Humanity’s first mandate was to steward matter, to subdue and rule the earth—men and women partnering in leadership to care for that which God had entrusted to us.  And while it’s true that some people in the past abused power and sold tickets “out of purgatory” to finance cathedrals, it’s also true that in a pre-literate world, the cathedral was a non-reader’s theology book. In the same way our kids use cartoon Bibles, cathedrals and art-filled churches were visual Bibles for non-readers. Maybe someone who loved Jesus could not read Psalm 23, but he or she could see Jesus with a sheep slung over his shoulders in a stained-glass window and remember “The Lord is my shepherd….” Or a convert might forget the next line of the Apostle’s Creed and look up to the ceiling in the Siena baptistery for pictures to prompt “suffered under Pontius Pilate, was crucified, dead, and buried….”

In my mockery of pilgrimages, I had failed to see the incongruity that led me to eschew “Christian places” while celebrating American ones.
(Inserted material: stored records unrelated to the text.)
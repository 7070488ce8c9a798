/// Named permissions
///
/// Permissions gate the admin screens (users, roles, companies, settings,
/// logs). They reach users through `role_permissions` and `user_roles`.

use chrono::{DateTime, Utc};
use serde::{Deserialize, Serialize};
use sqlx::PgPool;
use uuid::Uuid;

use crate::auth::authorization::ADMIN_ROLE;

#[derive(Debug, Clone, Serialize, Deserialize, sqlx::FromRow)]
pub struct Permission {
    pub id: Uuid,

    /// e.g. "users:manage"
    pub name: String,

    pub description: Option<String>,
    pub created_at: DateTime<Utc>,
}

#[derive(Debug, Clone, Serialize, Deserialize)]
pub struct CreatePermission {
    pub name: String,
    pub description: Option<String>,
}

impl Permission {
    pub async fn create(pool: &PgPool, data: CreatePermission) -> Result<Self, sqlx::Error> {
        sqlx::query_as::<_, Permission>(
            r#"
            INSERT INTO permissions (name, description)
            VALUES ($1, $2)
            RETURNING id, name, description, created_at
            "#,
        )
        .bind(data.name.trim())
        .bind(data.description)
        .fetch_one(pool)
        .await
    }

    pub async fn list(pool: &PgPool) -> Result<Vec<Self>, sqlx::Error> {
        sqlx::query_as::<_, Permission>(
            "SELECT id, name, description, created_at FROM permissions ORDER BY name",
        )
        .fetch_all(pool)
        .await
    }

    pub async fn list_for_role(pool: &PgPool, role_id: Uuid) -> Result<Vec<Self>, sqlx::Error> {
        sqlx::query_as::<_, Permission>(
            r#"
            SELECT p.id, p.name, p.description, p.created_at
            FROM permissions p
            JOIN role_permissions rp ON rp.permission_id = p.id
            WHERE rp.role_id = $1
            ORDER BY p.name
            "#,
        )
        .bind(role_id)
        .fetch_all(pool)
        .await
    }

    pub async fn delete(pool: &PgPool, id: Uuid) -> Result<bool, sqlx::Error> {
        let result = sqlx::query("DELETE FROM permissions WHERE id = $1")
            .bind(id)
            .execute(pool)
            .await?;

        Ok(result.rows_affected() > 0)
    }

    /// Whether any of the user's roles grants the permission
    pub async fn user_has(pool: &PgPool, user_id: Uuid, name: &str) -> Result<bool, sqlx::Error> {
        sqlx::query_scalar(
            r#"
            SELECT EXISTS (
                SELECT 1
                FROM user_roles ur
                JOIN role_permissions rp ON rp.role_id = ur.role_id
                JOIN permissions p ON p.id = rp.permission_id
                WHERE ur.user_id = $1 AND p.name = $2
            )
            "#,
        )
        .bind(user_id)
        .bind(name)
        .fetch_one(pool)
        .await
    }

    /// Names of every permission the user effectively holds
    ///
    /// Admins get every permission.
    pub async fn names_for_user(pool: &PgPool, user_id: Uuid) -> Result<Vec<String>, sqlx::Error> {
        sqlx::query_scalar(
            r#"
            SELECT p.name
            FROM permissions p
            WHERE EXISTS (
                SELECT 1 FROM user_roles ur JOIN roles r ON r.id = ur.role_id
                WHERE ur.user_id = $1 AND r.name = $2
            )
            OR EXISTS (
                SELECT 1 FROM user_roles ur
                JOIN role_permissions rp ON rp.role_id = ur.role_id
                WHERE ur.user_id = $1 AND rp.permission_id = p.id
            )
            ORDER BY p.name
            "#,
        )
        .bind(user_id)
        .bind(ADMIN_ROLE)
        .fetch_all(pool)
        .await
    }
}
I had walked the Freedom Trail in Boston, visited Mt. Vernon, climbed the steps of The Lincoln Memorial, toured Ford’s Theater, visited The Jefferson Memorial, and admired the halls and clocks in Monticello—to name a few. No, I had no problem making a pilgrimage to celebrate my American citizenship. But, as one evangelical friend asked, and I had agreed, “Why go to Israel? We’re going to live there in the future when it’s much improved anyway.”
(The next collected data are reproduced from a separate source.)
/// Company endpoints
///
/// Any signed-in user can read companies; writes need the
/// `companies:manage` permission.

use crate::{
    app::AppState,
    error::{ApiError, ApiResult},
    routes::Deleted,
};
use axum::{
    extract::{Path, State},
    http::StatusCode,
    Extension, Json,
};
use serde::Deserialize;
use serde_json::json;
use uuid::Uuid;
use validator::Validate;
use xfinance_shared::{
    auth::{
        authorization::{permissions, require_permission},
        middleware::AuthContext,
    },
    models::{
        company::{Company, CreateCompany, UpdateCompany},
        log::{AuditLog, NewLog},
    },
};

#[derive(Debug, Deserialize, Validate)]
pub struct CreateCompanyRequest {
    #[validate(length(min = 1, max = 200, message = "Name must be 1-200 characters"))]
    pub name: String,

    #[validate(length(max = 50, message = "Register number must be at most 50 characters"))]
    pub register_number: Option<String>,
}

#[derive(Debug, Deserialize, Validate)]
pub struct UpdateCompanyRequest {
    #[validate(length(min = 1, max = 200, message = "Name must be 1-200 characters"))]
    pub name: Option<String>,

    #[validate(length(max = 50, message = "Register number must be at most 50 characters"))]
    pub register_number: Option<String>,
}

pub async fn list(State(state): State<AppState>) -> ApiResult<Json<Vec<Company>>> {
    Ok(Json(Company::list(&state.db).await?))
}

pub async fn get(State(state): State<AppState>, Path(id): Path<Uuid>) -> ApiResult<Json<Company>> {
    let company = Company::find_by_id(&state.db, id)
        .await?
        .ok_or_else(|| ApiError::not_found("Company"))?;

    Ok(Json(company))
}

/// ```text
/// POST /api/companies
///
/// { "name": "Tenger LLC", "register_number": "5123456" }
/// ```
pub async fn create(
    State(state): State<AppState>,
    Extension(auth): Extension<AuthContext>,
    Json(req): Json<CreateCompanyRequest>,
) -> ApiResult<(StatusCode, Json<Company>)> {
    require_permission(&state.db, &auth, permissions::COMPANIES_MANAGE).await?;
    req.validate()?;

    let company = Company::create(
        &state.db,
        CreateCompany {
            name: req.name.trim().to_string(),
            register_number: req.register_number,
        },
    )
    .await?;

    AuditLog::record_quietly(
        &state.db,
        NewLog::info("companies.create", format!("Created company {}", company.name))
            .by(auth.user_id)
            .with_metadata(json!({ "company_id": company.id })),
    )
    .await;

    Ok((StatusCode::CREATED, Json(company)))
}

pub async fn update(
    State(state): State<AppState>,
    Extension(auth): Extension<AuthContext>,
    Path(id): Path<Uuid>,
    Json(req): Json<UpdateCompanyRequest>,
) -> ApiResult<Json<Company>> {
    require_permission(&state.db, &auth, permissions::COMPANIES_MANAGE).await?;
    req.validate()?;

    let data = UpdateCompany {
        name: req.name.map(|n| n.trim().to_string()),
        register_number: req.register_number.map(Some),
    };

    let company = Company::update(&state.db, id, data)
        .await?
        .ok_or_else(|| ApiError::not_found("Company"))?;

    Ok(Json(company))
}

/// Deletes a company with its accounts, customers and CF items
pub async fn delete(
    State(state): State<AppState>,
    Extension(auth): Extension<AuthContext>,
    Path(id): Path<Uuid>,
) -> ApiResult<Json<Deleted>> {
    require_permission(&state.db, &auth, permissions::COMPANIES_MANAGE).await?;

    if !Company::delete(&state.db, id).await? {
        return Err(ApiError::not_found("Company"));
    }

    AuditLog::record_quietly(
        &state.db,
        NewLog::warn("companies.delete", "Deleted company")
            .by(auth.user_id)
            .with_metadata(json!({ "company_id": id })),
    )
    .await;

    Ok(Json(Deleted::yes()))
}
Why go? Because Jesus walked there! Why go to Mars Hill? Because when we stand on it, we realize Paul’s view was of the Parthenon on the Acropolis as he said, “I see you are religious.”

Is there such a thing as holy ground? Consider the place where God told Moses to take off his shoes (Exo. 3:5). What about Mount Zion? Recall all the references to Zion in the psalms. Why did God provide so many instructions about the art for the Jerusalem temple? Why was there even a tabernacle. Or the place where Samuel stacked rocks to raise his “ebenezer” (1 Sam. 7:12). Why did the disciples hear, “Come see the placewhere his body lay?” (Mt. 28:6). Why did Peter and John go to the temple to pray (Acts 3:1)?

In the words of  Philip Pfatteicher, author of Liturgical Spirituality,“What makes a particular place holy is its association with revelation, insight, clarification, and epiphany.”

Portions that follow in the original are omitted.